This is something I am often asked and often ask myself.  Doesn’t my believe in God conflict with writing Speculative Fiction?  My answer is – why should it?

I have two very good examples – Frank Peretti and Tim LaHaye and Jerry B Jenkins.

Who? I hear you say – well they are three very respected christian writers who have greatly influenced me and my writing.

So who are they?  Tim LaHaye and Jerry B Jenkins have written the Left Behind series of books about the Tribulations based on Revelations (the bible book).  They  are avery scary set of books that look at what life would be like in a world without Christians, and the ever decreasing society moral.  I admit I have only read three of these books, and one day I will be brave enough to get the rest of them to read.  This series is now 16 books, and I remember that the first time I read the first book, Left Behind that I was shocked, frightened, but desperate for more.  I got as far as the third book, Nicolae – before I really freaked out.  While not a horror series, it is definitely a thriller series.

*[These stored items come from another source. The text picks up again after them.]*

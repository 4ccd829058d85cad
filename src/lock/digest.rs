//! Integrity digests for locked artifacts
//!
//! Digests are written as `<algorithm>:<hex>`, e.g. `sha256:9f86d0...`.

use sha2::{Digest as _, Sha256, Sha512};
use std::fmt;
use std::str::FromStr;

/// Supported digest algorithms
#[derive(Debug, Clone, Copy, PartialEq, Eq, Hash)]
pub enum Algorithm {
    Sha256,
    Sha512,
}

impl Algorithm {
    fn hex_len(&self) -> usize {
        match self {
            Self::Sha256 => 64,
            Self::Sha512 => 128,
        }
    }
}

impl fmt::Display for Algorithm {
    fn fmt(&self, f: &mut fmt::Formatter<'_>) -> fmt::Result {
        match self {
            Self::Sha256 => write!(f, "sha256"),
            Self::Sha512 => write!(f, "sha512"),
        }
    }
}

/// An expected artifact digest
#[derive(Debug, Clone, PartialEq, Eq, Hash)]
pub struct Digest {
    pub algorithm: Algorithm,
    /// Lowercase hex encoding
    pub hex: String,
}

impl Digest {
    /// Compute the digest of `bytes` with the given algorithm
    pub fn compute(algorithm: Algorithm, bytes: &[u8]) -> Self {
        let hex = match algorithm {
            Algorithm::Sha256 => hex::encode(Sha256::digest(bytes)),
            Algorithm::Sha512 => hex::encode(Sha512::digest(bytes)),
        };
        Self { algorithm, hex }
    }

    /// Hash `bytes` with this digest's algorithm and compare.
    ///
    /// Returns the actual digest on mismatch.
    pub fn verify(&self, bytes: &[u8]) -> Result<(), Digest> {
        let actual = Self::compute(self.algorithm, bytes);
        if actual == *self {
            Ok(())
        } else {
            Err(actual)
        }
    }
}

impl fmt::Display for Digest {
    fn fmt(&self, f: &mut fmt::Formatter<'_>) -> fmt::Result {
        write!(f, "{}:{}", self.algorithm, self.hex)
    }
}

impl FromStr for Digest {
    type Err = String;

    fn from_str(s: &str) -> Result<Self, Self::Err> {
        let (algo, hex) = s
            .split_once(':')
            .ok_or_else(|| format!("digest '{}' is missing an algorithm prefix", s))?;

        let algorithm = match algo {
            "sha256" => Algorithm::Sha256,
            "sha512" => Algorithm::Sha512,
            other => return Err(format!("unsupported digest algorithm '{}'", other)),
        };

        if hex.len() != algorithm.hex_len() || !hex.chars().all(|c| c.is_ascii_hexdigit()) {
            return Err(format!(
                "digest '{}' is not {} hex characters",
                s,
                algorithm.hex_len()
            ));
        }

        Ok(Self {
            algorithm,
            hex: hex.to_ascii_lowercase(),
        })
    }
}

Frank Peretti would have tobe one of my favourite authors, he has written lots of books, I only own three – This Present Darkness, Piercing the Darkness and The Oath.  This is a man that can write about angels and demons and you believe in them.  In a world that is focusing so much on doing good works and thinking that life is just what you make of it, after reading This Present Darkness and Piercing the Darkness, you will rethink your own views on religion.  And while these books in no way push Christianity or religion, it does make you realise that there is more out there.

The Oath was a book that blew me away and made me aware of the fact that Christians can AND WILL write great Speculative Fiction.  This book is about a dragon that picks off people in this village, and after years of peace its feeding frenzy is becoming rather more vicious and frequent.  Again it had a christian basis for its story, but doesn’t push religion down your throat.

I would have to say that Frank Peretti is definitely one of my favourite authors, only because he doesn’t hold back, he throws punches which connect and make me think more about my own faith.  Even if you don’t have any Christian beliefs, you will still find these books great pieces of fiction.

So, I believe that my writing Speculative Fiction can also be to the benefit of my faith and belief’s, and if written well, doesn’t make you read the book and think – I HAVE to become a christian now!

You can find all of these writers on the internet or at your local Christian bookshops.

SpecFic Blogging Week – Spec Fic and Christianity?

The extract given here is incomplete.